Centro Ciência Viva do Algarve presents the International Program for the Discovery of the Oceans

The Live Science Center of the Algarve, in Faro, opens today a temporary exhibition on national participation in the International Program […]

JOIDES_Resolution_(Exp344_036)The Live Science Center of the Algarve, in Faro, opens today a temporary exhibition on national participation in the International Program for the Discovery of the Oceans (IODP), using some of the dissemination materials produced at the Escola Secundária de Loulé and the University of Algarve and others directly from the education department of the ECORD/IODP programme.
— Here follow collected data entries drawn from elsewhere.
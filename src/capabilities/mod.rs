//! # Capabilities
//!
//! A capability is one discovered API: the locator search returned for a
//! query, and the operations materialized from the spec behind it.
//!
//! ## Flow
//!
//! 1. [`CapabilitySearch::search`] maps a query to a [`CapabilityLocator`]
//! 2. [`Materializer::materialize`] fetches the spec and parses it into
//!    [`Operation`]s, attaching the static credential where required
//! 3. The resulting [`CapabilitySet`] is bound to a fresh execution delegate

pub mod capability;
pub mod error;
pub mod materializer;
pub mod openapi_parser;
pub mod operation;
pub mod search;

pub use capability::{CapabilityLocator, CapabilitySet};
pub use error::{MaterializeError, OperationError, SpecError};
pub use materializer::{ApiHubMaterializer, Materializer};
pub use openapi_parser::parse_openapi_spec;
pub use operation::{Operation, OperationDescriptor, OperationParameter, ParameterLocation};
pub use search::CapabilitySearch;
impl GeminiCompletion {
    /// Gemini API provider authenticated with an API key.
    pub fn with_api_key(model: impl Into<String>, api_key: impl Into<String>) -> Self {
        Self::build(model, GeminiAuth::ApiKey(api_key.into()))
    }

    /// Vertex AI provider authenticated with bearer tokens.
    pub fn vertex(
        model: impl Into<String>,
        project: impl Into<String>,
        location: impl Into<String>,
        tokens: Arc<dyn TokenProvider>,
    ) -> Self {
        Self::build(
            model,
            GeminiAuth::Vertex {
                project: project.into(),
                location: location.into(),
                tokens,
            },
        )
    }

    /// Pick Vertex AI or the Gemini API from configuration.
    pub fn from_config(
        model: impl Into<String>,
        config: &dyn ConfigSource,
        tokens: Arc<dyn TokenProvider>,
    ) -> Result<Self, LlmError> {
        let use_vertexai = config
            .get(GOOGLE_GENAI_USE_VERTEXAI)
            .map(|v| v.eq_ignore_ascii_case("true"))
            .unwrap_or(false);

        if use_vertexai {
            let project = config.get(GOOGLE_CLOUD_PROJECT).ok_or_else(|| {
                LlmError::MissingCredentials(format!("{} is required for Vertex AI", GOOGLE_CLOUD_PROJECT))
            })?;
            let location = config.get_or(GOOGLE_CLOUD_LOCATION, DEFAULT_LOCATION);
            return Ok(Self::vertex(model, project, location, tokens));
        }

        let api_key = config
            .get(GOOGLE_API_KEY)
            .or_else(|| config.get(GEMINI_API_KEY))
            .ok_or_else(|| {
                LlmError::MissingCredentials(format!(
                    "set {} or {} environment variable",
                    GOOGLE_API_KEY, GEMINI_API_KEY
                ))
            })?;
        Ok(Self::with_api_key(model, api_key))
    }

    fn build(model: impl Into<String>, auth: GeminiAuth) -> Self {
        let http = reqwest::Client::builder()
            .timeout(Duration::from_secs(120))
            .build()
            .unwrap_or_default();
        Self {
            state: BaseLLMState::new(model),
            max_output_tokens: None,
            auth,
            base_url: None,
            http,
            max_retries: 2,
            initial_backoff: Duration::from_secs(1),
        }
    }

    pub fn with_temperature(mut self, temperature: f64) -> Self {
        self.state.temperature = Some(temperature);
        self
    }

    /// Override the API root, e.g. to point at a local mock.
    pub fn with_base_url(mut self, base_url: impl Into<String>) -> Self {
        self.base_url = Some(base_url.into().trim_end_matches('/').to_string());
        self
    }

    pub fn with_retry(mut self, max_retries: u32, initial_backoff: Duration) -> Self {
        self.max_retries = max_retries;
        self.initial_backoff = initial_backoff;
        self
    }

    fn api_endpoint(&self) -> String {
        match &self.auth {
            GeminiAuth::ApiKey(_) => format!(
                "{}/models/{}:generateContent",
                self.base_url.as_deref().unwrap_or(GEMINI_API_BASE),
                self.state.model
            ),
            GeminiAuth::Vertex {
                project, location, ..
            } => {
                let base = self
                    .base_url
                    .clone()
                    .unwrap_or_else(|| format!("https://{}-aiplatform.googleapis.com/v1", location));
                format!(
                    "{}/projects/{}/locations/{}/publishers/google/models/{}:generateContent",
                    base, project, location, self.state.model
                )
            }
        }
    }

    pub fn generation_config(&self) -> Value {
        let mut config = serde_json::Map::new();
        if let Some(temp) = self.state.temperature {
            config.insert("temperature".to_string(), serde_json::json!(temp));
        }
        if let Some(max_tokens) = self.max_output_tokens {
            config.insert("maxOutputTokens".to_string(), serde_json::json!(max_tokens));
        }
        if !self.state.stop.is_empty() {
            config.insert("stopSequences".to_string(), serde_json::json!(self.state.stop));
        }
        Value::Object(config)
    }

    /// Convert OpenAI-style messages to Gemini `contents`.
    ///
    /// System messages become the `systemInstruction`; tool results become
    /// `functionResponse` parts.
    fn format_messages(&self, messages: &[LLMMessage]) -> (Option<String>, Vec<Value>) {
        let mut system_parts: Vec<String> = Vec::new();
        let mut contents: Vec<Value> = Vec::new();

        for msg in messages {
            let role = msg.get("role").and_then(|v| v.as_str()).unwrap_or("user");
            let content = msg.get("content").cloned().unwrap_or(Value::Null);

            match role {
                "system" => {
                    if let Some(text) = content.as_str() {
                        system_parts.push(text.to_string());
                    }
                }
                "tool" => {
                    let name = msg
                        .get("name")
                        .or_else(|| msg.get("tool_call_id"))
                        .and_then(|v| v.as_str())
                        .unwrap_or("unknown");
                    let result = content
                        .as_str()
                        .map(|text| serde_json::from_str(text).unwrap_or(Value::String(text.to_string())))
                        .unwrap_or(content.clone());
                    contents.push(serde_json::json!({
                        "role": "function",
                        "parts": [{
                            "functionResponse": {
                                "name": name,
                                "response": { "result": result }
                            }
                        }]
                    }));
                }
                "assistant" => {
                    let mut parts: Vec<Value> = Vec::new();
                    if let Some(text) = content.as_str().filter(|t| !t.is_empty()) {
                        parts.push(serde_json::json!({ "text": text }));
                    }
                    if let Some(tool_calls) = msg.get("tool_calls").and_then(|v| v.as_array()) {
                        for tc in tool_calls {
                            let func = tc.get("function").unwrap_or(&Value::Null);
                            let name = func.get("name").and_then(|v| v.as_str()).unwrap_or("");
                            let args_str = func.get("arguments").and_then(|v| v.as_str()).unwrap_or("{}");
                            let args: Value = serde_json::from_str(args_str).unwrap_or(serde_json::json!({}));
                            parts.push(serde_json::json!({
                                "functionCall": { "name": name, "args": args }
                            }));
                        }
                    }
                    contents.push(serde_json::json!({ "role": "model", "parts": parts }));
                }
                _ => {
                    let text = match content {
                        Value::String(s) => s,
                        Value::Null => String::new(),
                        other => other.to_string(),
                    };
                    contents.push(serde_json::json!({
                        "role": "user",
                        "parts": [{ "text": text }]
                    }));
                }
            }
        }

        let system = if system_parts.is_empty() {
            None
        } else {
            Some(system_parts.join("\n\n"))
        };
        (system, contents)
    }

    fn build_request_body(&self, messages: &[LLMMessage], tools: Option<&[Value]>) -> Value {
        let (system, contents) = self.format_messages(messages);

        let mut body = serde_json::json!({
            "contents": contents,
            "generationConfig": self.generation_config(),
        });

        if let Some(system_text) = system {
            body["systemInstruction"] = serde_json::json!({
                "parts": [{ "text": system_text }]
            });
        }

        if let Some(tools) = tools.filter(|t| !t.is_empty()) {
            let declarations: Vec<Value> = tools.iter().map(function_declaration).collect();
            body["tools"] = serde_json::json!([{ "functionDeclarations": declarations }]);
        }

        body
    }

    fn parse_response(&self, response: &Value) -> Result<LlmResponse, LlmError> {
        let candidate = response
            .get("candidates")
            .and_then(|c| c.as_array())
            .and_then(|c| c.first())
            .ok_or_else(|| LlmError::InvalidResponse("no candidates in Gemini response".into()))?;

        let parts = candidate
            .pointer("/content/parts")
            .and_then(|p| p.as_array())
            .ok_or_else(|| {
                let reason = candidate
                    .get("finishReason")
                    .and_then(|r| r.as_str())
                    .unwrap_or("unknown");
                LlmError::InvalidResponse(format!("no content parts (finishReason: {})", reason))
            })?;

        let mut text_parts: Vec<&str> = Vec::new();
        let mut calls: Vec<ToolCall> = Vec::new();

        for part in parts {
            if let Some(text) = part.get("text").and_then(|t| t.as_str()) {
                text_parts.push(text);
            }
            if let Some(fc) = part.get("functionCall") {
                let name = fc.get("name").and_then(|n| n.as_str()).unwrap_or("");
                let args = match fc.get("args") {
                    Some(Value::Object(map)) => Value::Object(map.clone()),
                    _ => serde_json::json!({}),
                };
                calls.push(ToolCall::new(name, args));
            }
        }

        let combined = text_parts.concat();
        if !calls.is_empty() {
            return Ok(LlmResponse::ToolCalls {
                content: (!combined.is_empty()).then_some(combined),
                calls,
            });
        }
        Ok(LlmResponse::Text(self.state.apply_stop_words(&combined)))
    }

    fn extract_token_usage(response: &Value) -> HashMap<String, Value> {
        let mut usage = HashMap::new();
        if let Some(usage_obj) = response.get("usageMetadata") {
            let count = |key: &str| usage_obj.get(key).and_then(|v| v.as_i64()).unwrap_or(0);
            let prompt = count("promptTokenCount");
            let completion = count("candidatesTokenCount");
            usage.insert("prompt_tokens".to_string(), serde_json::json!(prompt));
            usage.insert("completion_tokens".to_string(), serde_json::json!(completion));
            usage.insert("total_tokens".to_string(), serde_json::json!(prompt + completion));
            usage.insert(
                "cached_tokens".to_string(),
                serde_json::json!(count("cachedContentTokenCount")),
            );
        }
        usage
    }

    async fn authorize(&self, request: reqwest::RequestBuilder) -> Result<reqwest::RequestBuilder, LlmError> {
        match &self.auth {
            GeminiAuth::ApiKey(key) => Ok(request.query(&[("key", key.as_str())])),
            GeminiAuth::Vertex { tokens, .. } => {
                let token = tokens.access_token().await.ok_or_else(|| {
                    LlmError::MissingCredentials("no access token for Vertex AI".into())
                })?;
                Ok(request.bearer_auth(token))
            }
        }
    }
}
This exhibition opens on the same day that the IODP/ECORD Portugal Day takes place in Lisbon at the Pavilion of Knowledge. But what is it about?

The ocean floor represents about two thirds of the surface of the Earth's lithosphere and are composed of rocks and sediments that contain information of great scientific value for the reconstruction of the Earth's history, not only from a geological point of view, but also from a point of view biological or oceanographic. However, this information can only be collected and investigated by sampling the deep ocean floor and its diversity.
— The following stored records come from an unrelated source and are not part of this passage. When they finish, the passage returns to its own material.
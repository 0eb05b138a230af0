//! # Execution delegate
//!
//! A transient worker bound to exactly one [`CapabilitySet`]. Given a
//! request it asks its [`CapabilityExecutor`] for a selection, invokes at
//! most one operation from its own set and reports a tagged
//! [`DelegateOutcome`].
//!
//! Model text enters the system only through [`classify_reply`]; that is the
//! single place the `TOOL_NOT_FOUND` sentinel is recognised.

pub mod executor;
pub mod keyword;
pub mod llm_executor;

use std::sync::Arc;

use serde_json::Value;
use thiserror::Error;
use uuid::Uuid;

use crate::capabilities::{CapabilitySet, OperationError};

pub use executor::{CapabilityExecutor, ExecutorError, OperationCall, Selection};
pub use keyword::KeywordExecutor;
pub use llm_executor::LlmExecutor;

/// Marker a delegate uses when no bound operation can satisfy a request.
pub const SENTINEL: &str = "TOOL_NOT_FOUND";

/// Result of one delegate turn.
#[derive(Debug, Clone, PartialEq)]
pub enum DelegateOutcome {
    /// The payload: an API response body, or the model's answer text.
    Found(Value),
    /// No bound operation fits; carries the reason text.
    NotFound(String),
}

#[derive(Debug, Error)]
pub enum DelegateError {
    #[error(transparent)]
    Selection(#[from] ExecutorError),

    #[error("Operation '{name}' failed: {source}")]
    Operation {
        name: String,
        #[source]
        source: OperationError,
    },
}

/// Build the delegate instruction for a set of operation names.
pub fn build_instruction(operation_names: &[String]) -> String {
    let tools = operation_names
        .iter()
        .map(|name| format!("- {}", name))
        .collect::<Vec<_>>()
        .join("\n");
    format!(
        "You are an API Execution Agent with access to real API tools.\n\
         \n\
         You have ONLY these tools available:\n\
         {tools}\n\
         \n\
         IMPORTANT: If you cannot fulfill the request with your available tools, \n\
         respond with EXACTLY: \"{sentinel}: <description of what tool is needed>\"\n\
         \n\
         When you CAN fulfill the request:\n\
         1. Identify which tool to use\n\
         2. Call the tool with the correct parameters\n\
         3. Return the result\n\
         \n\
         Be precise with parameter names - use exactly what the tool expects.\n",
        tools = tools,
        sentinel = SENTINEL,
    )
}

/// Classify free model text. Any occurrence of the sentinel is negative,
/// whatever surrounds it.
pub fn classify_reply(text: String) -> DelegateOutcome {
    if text.contains(SENTINEL) {
        DelegateOutcome::NotFound(text)
    } else {
        DelegateOutcome::Found(Value::String(text))
    }
}

/// A worker bound 1:1 to a capability set.
#[derive(Debug)]
pub struct ExecutionDelegate {
    id: Uuid,
    capabilities: CapabilitySet,
    instruction: String,
    executor: Arc<dyn CapabilityExecutor>,
    http: reqwest::Client,
}

impl ExecutionDelegate {
    pub fn new(
        capabilities: CapabilitySet,
        executor: Arc<dyn CapabilityExecutor>,
        http: reqwest::Client,
    ) -> Self {
        let instruction = build_instruction(&capabilities.operation_names());
        Self {
            id: Uuid::new_v4(),
            capabilities,
            instruction,
            executor,
            http,
        }
    }

    pub fn id(&self) -> Uuid {
        self.id
    }

    pub fn instruction(&self) -> &str {
        &self.instruction
    }

    pub fn capabilities(&self) -> &CapabilitySet {
        &self.capabilities
    }

    pub fn operation_names(&self) -> Vec<String> {
        self.capabilities.operation_names()
    }

    /// Run a single turn: select, then invoke at most one bound operation.
    pub async fn execute(&self, request: &str) -> Result<DelegateOutcome, DelegateError> {
        tracing::info!(delegate = %self.id, request, "Calling execution delegate");

        let descriptors = self.capabilities.descriptors();
        let selection = self
            .executor
            .select(request, &descriptors, &self.instruction)
            .await?;

        let outcome = match selection {
            Selection::Invoke(call) => {
                let Some(operation) = self.capabilities.get(&call.name) else {
                    tracing::warn!(operation = %call.name, "Selected operation is not bound to this delegate");
                    return Ok(DelegateOutcome::NotFound(format!(
                        "{}: no operation named '{}' is available",
                        SENTINEL, call.name
                    )));
                };
                tracing::debug!(operation = %call.name, args = %call.arguments, "Invoking operation");
                let body = operation
                    .invoke(&self.http, &call.arguments)
                    .await
                    .map_err(|source| DelegateError::Operation {
                        name: call.name.clone(),
                        source,
                    })?;
                DelegateOutcome::Found(body)
            }
            Selection::Reply(text) => classify_reply(text),
            Selection::NotFound { reason } => {
                DelegateOutcome::NotFound(format!("{}: {}", SENTINEL, reason))
            }
        };

        match &outcome {
            DelegateOutcome::Found(result) => tracing::info!(%result, "Delegate result"),
            DelegateOutcome::NotFound(reason) => tracing::info!(reason = %reason, "Delegate found no matching operation"),
        }
        Ok(outcome)
    }
}

/// Shared handle the router calls the delegate through.
///
/// Cloning is cheap; every clone refers to the same delegate.
#[derive(Debug, Clone)]
pub struct DelegateHandle {
    inner: Arc<ExecutionDelegate>,
}

impl DelegateHandle {
    pub fn new(delegate: ExecutionDelegate) -> Self {
        Self {
            inner: Arc::new(delegate),
        }
    }

    pub fn id(&self) -> Uuid {
        self.inner.id()
    }

    pub fn tools(&self) -> Vec<String> {
        self.inner.operation_names()
    }

    pub fn instruction(&self) -> &str {
        self.inner.instruction()
    }

    pub fn query(&self) -> &str {
        self.inner.capabilities().query()
    }

    pub async fn call(&self, request: &str) -> Result<DelegateOutcome, DelegateError> {
        self.inner.execute(request).await
    }
}

#[cfg(test)]
mod tests {
    use super::*;
    use crate::capabilities::{CapabilityLocator, Operation, OperationParameter, ParameterLocation};
    use async_trait::async_trait;
    use wiremock::matchers::{method, path};
    use wiremock::{Mock, MockServer, ResponseTemplate};

    #[derive(Debug)]
    struct Fixed(Selection);

    #[async_trait]
    impl CapabilityExecutor for Fixed {
        async fn select(
            &self,
            _request: &str,
            _operations: &[crate::capabilities::OperationDescriptor],
            _instruction: &str,
        ) -> Result<Selection, ExecutorError> {
            Ok(self.0.clone())
        }
    }

    fn customers(base_url: &str) -> CapabilitySet {
        let get = Operation::new("get_customer_by_id", "GET", "/customers/{id}")
            .with_base_url(base_url)
            .with_parameter(OperationParameter {
                name: "id".into(),
                location: ParameterLocation::Path,
                required: true,
                description: None,
                schema: serde_json::json!({"type": "string"}),
            });
        let list = Operation::new("list_customers", "GET", "/customers").with_base_url(base_url);
        CapabilitySet::new(
            CapabilityLocator::new("specs/customers"),
            "discovered-api",
            "API discovered for: customers",
            vec![get, list],
        )
    }

    fn delegate(selection: Selection, base_url: &str) -> ExecutionDelegate {
        ExecutionDelegate::new(customers(base_url), Arc::new(Fixed(selection)), reqwest::Client::new())
    }

    #[test]
    fn test_instruction_lists_exactly_the_bound_operations() {
        let instruction = build_instruction(&["get_customer_by_id".into(), "list_customers".into()]);
        assert!(instruction.contains("- get_customer_by_id\n- list_customers\n"));
        assert!(instruction.contains("TOOL_NOT_FOUND: <description of what tool is needed>"));
    }

    #[test]
    fn test_sentinel_anywhere_is_not_found() {
        assert_eq!(
            classify_reply("Sorry, TOOL_NOT_FOUND: need a shipping API".into()),
            DelegateOutcome::NotFound("Sorry, TOOL_NOT_FOUND: need a shipping API".into())
        );
        assert_eq!(
            classify_reply("Customer 123 is John".into()),
            DelegateOutcome::Found(Value::String("Customer 123 is John".into()))
        );
    }

    #[tokio::test]
    async fn test_invoke_returns_api_body() {
        let server = MockServer::start().await;
        Mock::given(method("GET"))
            .and(path("/customers/123"))
            .respond_with(ResponseTemplate::new(200).set_body_json(serde_json::json!({"name": "John"})))
            .expect(1)
            .mount(&server)
            .await;

        let d = delegate(
            Selection::Invoke(OperationCall::new("get_customer_by_id", serde_json::json!({"id": "123"}))),
            &server.uri(),
        );
        let outcome = d.execute("get customer 123").await.unwrap();
        assert_eq!(outcome, DelegateOutcome::Found(serde_json::json!({"name": "John"})));
    }

    #[tokio::test]
    async fn test_unbound_operation_is_not_found_without_network() {
        let d = delegate(
            Selection::Invoke(OperationCall::new("get_order_by_id", serde_json::json!({}))),
            "http://127.0.0.1:9",
        );
        let outcome = d.execute("get order 1").await.unwrap();
        assert!(matches!(outcome, DelegateOutcome::NotFound(ref r) if r.contains("get_order_by_id")));
    }

    #[tokio::test]
    async fn test_executor_not_found_carries_sentinel() {
        let d = delegate(
            Selection::NotFound {
                reason: "no orders API".into(),
            },
            "http://127.0.0.1:9",
        );
        let outcome = d.execute("get order 1").await.unwrap();
        assert_eq!(outcome, DelegateOutcome::NotFound("TOOL_NOT_FOUND: no orders API".into()));
    }

    #[tokio::test]
    async fn test_operation_failure_is_an_error() {
        let server = MockServer::start().await;
        Mock::given(method("GET"))
            .respond_with(ResponseTemplate::new(500).set_body_string("boom"))
            .mount(&server)
            .await;

        let d = delegate(
            Selection::Invoke(OperationCall::new("list_customers", serde_json::json!({}))),
            &server.uri(),
        );
        let err = d.execute("list customers").await.unwrap_err();
        assert!(matches!(err, DelegateError::Operation { ref name, .. } if name == "list_customers"));
    }

    #[tokio::test]
    async fn test_handle_clones_share_the_delegate() {
        let handle = DelegateHandle::new(delegate(Selection::Reply("hi".into()), "http://127.0.0.1:9"));
        let other = handle.clone();
        assert_eq!(handle.id(), other.id());
        assert_eq!(other.tools(), vec!["get_customer_by_id", "list_customers"]);
        assert_eq!(
            other.call("hello").await.unwrap(),
            DelegateOutcome::Found(Value::String("hi".into()))
        );
    }
}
From this need to sample hard-to-reach ocean bottoms, such as abyssal bottoms, subduction zone bottoms or even bottoms under sea ice covers, the idea of ​​bringing together technological, financial and human efforts at an international level was born.

Thus, in 1998, Portugal joined the program ODP-Ocean Drilling Program – where several countries already collaborated, through the sharing of resources and namely in the use of the American oceanographic vessel joides resolution to drill the ocean floor.
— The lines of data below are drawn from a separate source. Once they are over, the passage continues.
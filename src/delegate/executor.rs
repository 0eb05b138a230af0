//! Operation selection strategies.

use async_trait::async_trait;
use serde::{Deserialize, Serialize};
use serde_json::Value;
use thiserror::Error;

use crate::capabilities::OperationDescriptor;
use crate::llms::LlmError;

/// A concrete invocation chosen by an executor.
#[derive(Debug, Clone, PartialEq, Serialize, Deserialize)]
pub struct OperationCall {
    pub name: String,
    #[serde(default)]
    pub arguments: Value,
}

impl OperationCall {
    pub fn new(name: impl Into<String>, arguments: Value) -> Self {
        Self {
            name: name.into(),
            arguments,
        }
    }
}

/// What an executor decided to do with a request.
#[derive(Debug, Clone, PartialEq)]
pub enum Selection {
    /// Invoke one operation.
    Invoke(OperationCall),
    /// Answer with free text instead of calling anything. The text may carry
    /// the not-found sentinel.
    Reply(String),
    /// No operation fits the request.
    NotFound { reason: String },
}

#[derive(Debug, Error)]
pub enum ExecutorError {
    #[error(transparent)]
    Llm(#[from] LlmError),

    #[error("Executor produced no usable selection: {0}")]
    Invalid(String),
}

/// Chooses at most one operation for a natural-language request.
///
/// `instruction` is the delegate's instruction text; strategies that do not
/// talk to a model may ignore it.
#[async_trait]
pub trait CapabilityExecutor: Send + Sync + std::fmt::Debug {
    async fn select(
        &self,
        request: &str,
        operations: &[OperationDescriptor],
        instruction: &str,
    ) -> Result<Selection, ExecutorError>;
}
It was during this program that, when studying a sedimentary core (ODP171B) from a drilling carried out in the Gulf of Mexico, evidence was found of the impact of a meteorite, and its consequences, at the K/T limit, the Cretaceous-Paleogene limit corresponding to the end of the dinosaurs' reign.

The success of the ODP program gave rise to a new international cooperation program known as IODP, an acronym used for “Integrated Ocean Drilling Program” (Integrated Ocean Drilling Program), until 2013, and for “International Program for Ocean Discovery” (International Ocean Discovery Program), from that year to 2023.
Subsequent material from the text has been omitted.